Your output should be every line below, copied exactly.

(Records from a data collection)
====================

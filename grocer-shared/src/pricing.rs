//! Discount and currency arithmetic
//!
//! Prices are stored in major units (rupees) as decimals. The discount on a
//! product is an integer percentage, and the amount taken off is rounded up
//! to a whole major unit:
//!
//! ```text
//! discounted = price - ceil(price * discount / 100)
//! ```
//!
//! The payment gateway expects integer minor units (paise), see [`to_minor_units`].

use rust_decimal::prelude::ToPrimitive;
use rust_decimal::{Decimal, RoundingStrategy};
use serde::Serialize;

/// Largest accepted discount percentage
pub const MAX_DISCOUNT: i32 = 100;

/// Returns the price after applying `discount_percent`
///
/// Discounts outside `0..=100` are clamped; the result is never negative.
///
/// # Example
///
/// ```
/// use grocer_shared::pricing::discounted_price;
/// use rust_decimal::Decimal;
///
/// // 10% of 95 is 9.5, rounded up to 10
/// assert_eq!(discounted_price(Decimal::from(95), 10), Decimal::from(85));
/// ```
pub fn discounted_price(price: Decimal, discount_percent: i32) -> Decimal {
    let discount = Decimal::from(discount_percent.clamp(0, MAX_DISCOUNT));
    let off = (price * discount / Decimal::ONE_HUNDRED).ceil();

    (price - off).max(Decimal::ZERO)
}

/// Converts a major-unit amount to integer minor units (`round(amount * 100)`)
///
/// Returns `None` if the amount does not fit in an `i64`.
pub fn to_minor_units(amount: Decimal) -> Option<i64> {
    (amount * Decimal::ONE_HUNDRED)
        .round_dp_with_strategy(0, RoundingStrategy::MidpointAwayFromZero)
        .to_i64()
}

/// Converts integer minor units back to a major-unit amount
pub fn from_minor_units(minor: i64) -> Decimal {
    Decimal::new(minor, 2)
}

/// One priced line used for totals
#[derive(Debug, Clone, Copy)]
pub struct PricedLine {
    /// Unit list price
    pub price: Decimal,

    /// Discount percentage
    pub discount: i32,

    /// Quantity
    pub quantity: i32,
}

impl PricedLine {
    /// Discounted unit price
    pub fn unit_price(&self) -> Decimal {
        discounted_price(self.price, self.discount)
    }

    /// Undiscounted line amount
    pub fn sub_total(&self) -> Decimal {
        self.price * Decimal::from(self.quantity)
    }

    /// Discounted line amount
    pub fn total(&self) -> Decimal {
        self.unit_price() * Decimal::from(self.quantity)
    }
}

/// Totals over a set of cart lines
#[derive(Debug, Clone, Copy, PartialEq, Eq, Serialize)]
#[serde(rename_all = "camelCase")]
pub struct CartTotals {
    /// Sum of quantities
    pub quantity: i64,

    /// Sum before discounts
    pub sub_total: Decimal,

    /// Sum after discounts
    pub total: Decimal,
}

impl CartTotals {
    /// Computes totals over the given lines
    pub fn from_lines<I>(lines: I) -> Self
    where
        I: IntoIterator<Item = PricedLine>,
    {
        lines.into_iter().fold(
            CartTotals {
                quantity: 0,
                sub_total: Decimal::ZERO,
                total: Decimal::ZERO,
            },
            |acc, line| CartTotals {
                quantity: acc.quantity + i64::from(line.quantity),
                sub_total: acc.sub_total + line.sub_total(),
                total: acc.total + line.total(),
            },
        )
    }
}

====================

* _Exercise output_
filename grocer-shared/src/pricing.rs
//! Discount and currency arithmetic
//!
//! Prices are stored in major units (rupees) as decimals. The discount on a
//! product is an integer percentage, and the amount taken off is rounded up
//! to a whole major unit:
//!
//! ```text
//! discounted = price - ceil(price * discount / 100)
//! ```
//!
//! The payment gateway expects integer minor units (paise), see [`to_minor_units`].

use rust_decimal::prelude::ToPrimitive;
use rust_decimal::{Decimal, RoundingStrategy};
use serde::Serialize;

/// Largest accepted discount percentage
pub const MAX_DISCOUNT: i32 = 100;

/// Returns the price after applying `discount_percent`
///
/// Discounts outside `0..=100` are clamped; the result is never negative.
///
/// # Example
///
/// ```
/// use grocer_shared::pricing::discounted_price;
/// use rust_decimal::Decimal;
///
/// // 10% of 95 is 9.5, rounded up to 10
/// assert_eq!(discounted_price(Decimal::from(95), 10), Decimal::from(85));
/// ```
pub fn discounted_price(price: Decimal, discount_percent: i32) -> Decimal {
    let discount = Decimal::from(discount_percent.clamp(0, MAX_DISCOUNT));
    let off = (price * discount / Decimal::ONE_HUNDRED).ceil();

    (price - off).max(Decimal::ZERO)
}

/// Converts a major-unit amount to integer minor units (`round(amount * 100)`)
///
/// Returns `None` if the amount does not fit in an `i64`.
pub fn to_minor_units(amount: Decimal) -> Option<i64> {
    (amount * Decimal::ONE_HUNDRED)
        .round_dp_with_strategy(0, RoundingStrategy::MidpointAwayFromZero)
        .to_i64()
}

/// Converts integer minor units back to a major-unit amount
pub fn from_minor_units(minor: i64) -> Decimal {
    Decimal::new(minor, 2)
}

/// One priced line used for totals
#[derive(Debug, Clone, Copy)]
pub struct PricedLine {
    /// Unit list price
    pub price: Decimal,

    /// Discount percentage
    pub discount: i32,

    /// Quantity
    pub quantity: i32,
}

impl PricedLine {
    /// Discounted unit price
    pub fn unit_price(&self) -> Decimal {
        discounted_price(self.price, self.discount)
    }

    /// Undiscounted line amount
    pub fn sub_total(&self) -> Decimal {
        self.price * Decimal::from(self.quantity)
    }

    /// Discounted line amount
    pub fn total(&self) -> Decimal {
        self.unit_price() * Decimal::from(self.quantity)
    }
}

/// Totals over a set of cart lines
#[derive(Debug, Clone, Copy, PartialEq, Eq, Serialize)]
#[serde(rename_all = "camelCase")]
pub struct CartTotals {
    /// Sum of quantities
    pub quantity: i64,

    /// Sum before discounts
    pub sub_total: Decimal,

    /// Sum after discounts
    pub total: Decimal,
}

impl CartTotals {
    /// Computes totals over the given lines
    pub fn from_lines<I>(lines: I) -> Self
    where
        I: IntoIterator<Item = PricedLine>,
    {
        lines.into_iter().fold(
            CartTotals {
                quantity: 0,
                sub_total: Decimal::ZERO,
                total: Decimal::ZERO,
            },
            |acc, line| CartTotals {
                quantity: acc.quantity + i64::from(line.quantity),
                sub_total: acc.sub_total + line.sub_total(),
                total: acc.total + line.total(),
            },
        )
    }
}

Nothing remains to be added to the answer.